**PROVIDED RECORDS**.
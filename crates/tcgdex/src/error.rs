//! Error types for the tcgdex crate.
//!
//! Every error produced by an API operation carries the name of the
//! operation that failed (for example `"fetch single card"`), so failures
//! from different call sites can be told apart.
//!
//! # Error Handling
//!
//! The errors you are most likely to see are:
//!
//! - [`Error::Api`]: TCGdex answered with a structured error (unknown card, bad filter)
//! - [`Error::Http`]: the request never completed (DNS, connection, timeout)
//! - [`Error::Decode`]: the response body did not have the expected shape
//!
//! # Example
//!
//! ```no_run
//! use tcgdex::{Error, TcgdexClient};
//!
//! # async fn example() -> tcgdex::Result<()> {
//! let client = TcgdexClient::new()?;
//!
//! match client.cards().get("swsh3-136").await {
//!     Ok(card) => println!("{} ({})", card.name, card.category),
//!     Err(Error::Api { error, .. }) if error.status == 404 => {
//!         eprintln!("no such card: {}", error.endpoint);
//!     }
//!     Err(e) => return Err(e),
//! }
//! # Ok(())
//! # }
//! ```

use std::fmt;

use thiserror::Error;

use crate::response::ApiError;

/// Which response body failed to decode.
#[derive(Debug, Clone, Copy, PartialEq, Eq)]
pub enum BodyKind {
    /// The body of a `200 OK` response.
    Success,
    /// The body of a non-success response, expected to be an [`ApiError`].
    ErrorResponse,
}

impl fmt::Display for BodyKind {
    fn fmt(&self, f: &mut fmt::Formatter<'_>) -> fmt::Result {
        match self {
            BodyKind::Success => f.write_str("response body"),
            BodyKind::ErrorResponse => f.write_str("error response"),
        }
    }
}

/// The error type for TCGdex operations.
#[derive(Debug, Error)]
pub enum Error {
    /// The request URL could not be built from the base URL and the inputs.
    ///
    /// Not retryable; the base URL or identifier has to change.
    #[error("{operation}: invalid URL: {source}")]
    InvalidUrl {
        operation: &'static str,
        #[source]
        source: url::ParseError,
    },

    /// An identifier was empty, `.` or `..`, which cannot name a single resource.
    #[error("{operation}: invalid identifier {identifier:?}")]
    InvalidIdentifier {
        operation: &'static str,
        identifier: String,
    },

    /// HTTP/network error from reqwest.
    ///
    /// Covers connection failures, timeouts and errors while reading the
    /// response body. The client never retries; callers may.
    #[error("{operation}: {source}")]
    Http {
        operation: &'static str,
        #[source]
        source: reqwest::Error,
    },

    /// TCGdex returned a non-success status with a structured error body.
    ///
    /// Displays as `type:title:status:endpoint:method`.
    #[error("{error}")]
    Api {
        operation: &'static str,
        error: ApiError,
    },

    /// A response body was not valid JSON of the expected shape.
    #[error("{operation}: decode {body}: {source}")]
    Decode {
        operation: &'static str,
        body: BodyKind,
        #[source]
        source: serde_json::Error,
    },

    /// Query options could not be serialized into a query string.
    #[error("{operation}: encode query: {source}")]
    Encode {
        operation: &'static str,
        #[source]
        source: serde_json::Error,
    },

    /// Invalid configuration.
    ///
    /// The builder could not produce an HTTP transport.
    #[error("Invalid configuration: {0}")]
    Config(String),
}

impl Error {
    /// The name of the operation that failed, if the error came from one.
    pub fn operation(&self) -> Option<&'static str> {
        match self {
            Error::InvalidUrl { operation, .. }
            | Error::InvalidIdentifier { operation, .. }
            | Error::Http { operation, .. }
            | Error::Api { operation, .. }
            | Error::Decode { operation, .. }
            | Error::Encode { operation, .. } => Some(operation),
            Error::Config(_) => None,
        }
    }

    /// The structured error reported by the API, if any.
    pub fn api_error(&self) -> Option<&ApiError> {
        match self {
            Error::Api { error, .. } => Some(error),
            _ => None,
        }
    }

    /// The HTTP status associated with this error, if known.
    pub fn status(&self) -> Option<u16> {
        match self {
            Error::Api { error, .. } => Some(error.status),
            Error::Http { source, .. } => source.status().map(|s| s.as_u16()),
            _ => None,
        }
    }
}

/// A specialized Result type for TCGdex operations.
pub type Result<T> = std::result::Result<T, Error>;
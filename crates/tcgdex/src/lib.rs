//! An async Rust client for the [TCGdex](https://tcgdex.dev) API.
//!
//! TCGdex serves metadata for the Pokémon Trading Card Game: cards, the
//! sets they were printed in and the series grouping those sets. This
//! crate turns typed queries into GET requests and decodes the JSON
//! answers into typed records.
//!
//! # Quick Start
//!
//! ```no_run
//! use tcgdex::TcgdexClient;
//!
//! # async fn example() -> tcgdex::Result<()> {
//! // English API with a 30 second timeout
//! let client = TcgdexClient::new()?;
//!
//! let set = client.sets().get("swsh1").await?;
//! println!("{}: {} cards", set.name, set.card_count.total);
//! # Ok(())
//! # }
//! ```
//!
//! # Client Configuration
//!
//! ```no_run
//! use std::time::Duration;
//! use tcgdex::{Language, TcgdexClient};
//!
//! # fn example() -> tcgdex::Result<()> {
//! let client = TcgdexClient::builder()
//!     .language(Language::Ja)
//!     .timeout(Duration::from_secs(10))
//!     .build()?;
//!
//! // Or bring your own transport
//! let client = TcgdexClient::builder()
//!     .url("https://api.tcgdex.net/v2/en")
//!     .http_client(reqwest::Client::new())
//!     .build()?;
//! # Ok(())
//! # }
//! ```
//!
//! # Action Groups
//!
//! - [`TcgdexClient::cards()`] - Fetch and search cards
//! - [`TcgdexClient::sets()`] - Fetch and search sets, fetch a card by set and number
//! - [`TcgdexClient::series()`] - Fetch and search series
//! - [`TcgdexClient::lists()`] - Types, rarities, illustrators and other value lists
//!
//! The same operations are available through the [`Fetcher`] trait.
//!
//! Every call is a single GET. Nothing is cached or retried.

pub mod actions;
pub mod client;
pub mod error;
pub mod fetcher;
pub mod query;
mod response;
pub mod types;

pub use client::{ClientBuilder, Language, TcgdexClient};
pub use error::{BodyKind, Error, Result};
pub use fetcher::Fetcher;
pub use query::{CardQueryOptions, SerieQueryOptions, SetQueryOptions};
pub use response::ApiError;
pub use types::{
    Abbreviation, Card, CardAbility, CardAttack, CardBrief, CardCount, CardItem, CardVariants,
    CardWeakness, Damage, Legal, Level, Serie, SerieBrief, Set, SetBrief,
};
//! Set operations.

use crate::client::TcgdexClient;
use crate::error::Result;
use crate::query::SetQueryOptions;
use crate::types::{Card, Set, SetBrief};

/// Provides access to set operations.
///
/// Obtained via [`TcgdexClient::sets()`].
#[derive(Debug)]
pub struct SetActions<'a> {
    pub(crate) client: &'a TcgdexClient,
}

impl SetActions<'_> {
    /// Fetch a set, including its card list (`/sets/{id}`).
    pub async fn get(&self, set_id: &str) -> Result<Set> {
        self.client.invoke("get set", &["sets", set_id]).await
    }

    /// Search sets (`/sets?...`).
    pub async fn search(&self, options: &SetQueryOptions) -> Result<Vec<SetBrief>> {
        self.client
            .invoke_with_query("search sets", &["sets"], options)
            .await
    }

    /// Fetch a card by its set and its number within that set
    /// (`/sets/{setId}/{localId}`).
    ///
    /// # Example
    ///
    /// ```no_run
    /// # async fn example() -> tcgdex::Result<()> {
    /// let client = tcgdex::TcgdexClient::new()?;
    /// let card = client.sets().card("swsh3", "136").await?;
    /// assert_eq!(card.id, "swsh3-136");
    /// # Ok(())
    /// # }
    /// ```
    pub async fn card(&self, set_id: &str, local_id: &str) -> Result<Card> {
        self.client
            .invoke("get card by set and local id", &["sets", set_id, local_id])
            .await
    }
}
...
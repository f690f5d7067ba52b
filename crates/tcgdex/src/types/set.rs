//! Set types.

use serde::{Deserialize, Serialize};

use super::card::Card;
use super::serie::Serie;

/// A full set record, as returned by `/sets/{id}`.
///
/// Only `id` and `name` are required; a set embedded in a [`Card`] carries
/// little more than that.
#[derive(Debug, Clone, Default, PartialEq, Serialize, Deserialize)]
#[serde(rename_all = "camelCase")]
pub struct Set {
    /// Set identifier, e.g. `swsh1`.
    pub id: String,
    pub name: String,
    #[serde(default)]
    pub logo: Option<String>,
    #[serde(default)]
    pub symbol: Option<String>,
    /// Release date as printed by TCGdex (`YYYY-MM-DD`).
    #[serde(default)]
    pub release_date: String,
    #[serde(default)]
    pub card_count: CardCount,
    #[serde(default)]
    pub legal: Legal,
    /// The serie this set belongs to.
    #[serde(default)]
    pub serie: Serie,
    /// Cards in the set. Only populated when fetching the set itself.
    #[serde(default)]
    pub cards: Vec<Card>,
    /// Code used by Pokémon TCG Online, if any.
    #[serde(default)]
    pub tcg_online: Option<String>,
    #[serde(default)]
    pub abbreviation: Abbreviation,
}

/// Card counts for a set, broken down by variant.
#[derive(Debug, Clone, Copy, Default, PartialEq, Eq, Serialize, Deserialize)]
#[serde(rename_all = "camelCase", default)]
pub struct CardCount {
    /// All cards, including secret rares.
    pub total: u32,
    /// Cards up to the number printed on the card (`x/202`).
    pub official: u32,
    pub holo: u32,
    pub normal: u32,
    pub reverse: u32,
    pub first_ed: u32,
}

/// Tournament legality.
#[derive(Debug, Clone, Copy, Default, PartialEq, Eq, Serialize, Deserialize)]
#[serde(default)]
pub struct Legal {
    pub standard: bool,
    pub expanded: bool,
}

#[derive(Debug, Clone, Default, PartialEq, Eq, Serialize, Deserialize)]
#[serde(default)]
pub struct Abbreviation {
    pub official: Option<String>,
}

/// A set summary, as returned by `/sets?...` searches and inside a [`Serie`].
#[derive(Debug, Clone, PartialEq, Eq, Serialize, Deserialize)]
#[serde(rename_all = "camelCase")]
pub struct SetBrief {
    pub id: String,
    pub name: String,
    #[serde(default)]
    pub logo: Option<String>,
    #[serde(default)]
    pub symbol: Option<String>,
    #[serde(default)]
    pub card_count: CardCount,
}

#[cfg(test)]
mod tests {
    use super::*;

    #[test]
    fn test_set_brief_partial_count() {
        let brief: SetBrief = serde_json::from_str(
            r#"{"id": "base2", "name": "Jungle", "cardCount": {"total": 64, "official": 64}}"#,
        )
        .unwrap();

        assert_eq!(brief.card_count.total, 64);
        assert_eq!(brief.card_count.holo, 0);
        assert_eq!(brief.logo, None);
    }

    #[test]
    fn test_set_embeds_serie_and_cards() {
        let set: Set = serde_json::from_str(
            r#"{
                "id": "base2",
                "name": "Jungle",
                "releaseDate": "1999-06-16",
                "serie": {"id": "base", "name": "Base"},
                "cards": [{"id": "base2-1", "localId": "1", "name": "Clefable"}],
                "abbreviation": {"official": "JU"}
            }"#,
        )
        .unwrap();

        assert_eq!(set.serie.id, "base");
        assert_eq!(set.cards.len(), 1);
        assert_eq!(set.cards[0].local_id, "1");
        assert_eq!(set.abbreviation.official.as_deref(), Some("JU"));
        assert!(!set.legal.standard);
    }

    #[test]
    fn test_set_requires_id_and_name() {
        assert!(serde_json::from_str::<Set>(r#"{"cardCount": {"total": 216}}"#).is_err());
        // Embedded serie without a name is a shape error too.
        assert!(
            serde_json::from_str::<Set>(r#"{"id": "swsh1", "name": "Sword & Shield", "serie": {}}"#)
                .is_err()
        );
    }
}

**PROBLEM**. Please copy, exactly and with nothing else, the lines above beginning at the line that has "API, if any." and ending with the line that has "Result type for TCGdex operations.".

**FINISHED EXERCISE**.
    /// The structured error reported by the API, if any.
    pub fn api_error(&self) -> Option<&ApiError> {
        match self {
            Error::Api { error, .. } => Some(error),
            _ => None,
        }
    }

    /// The HTTP status associated with this error, if known.
    pub fn status(&self) -> Option<u16> {
        match self {
            Error::Api { error, .. } => Some(error.status),
            Error::Http { source, .. } => source.status().map(|s| s.as_u16()),
            _ => None,
        }
    }
}

/// A specialized Result type for TCGdex operations.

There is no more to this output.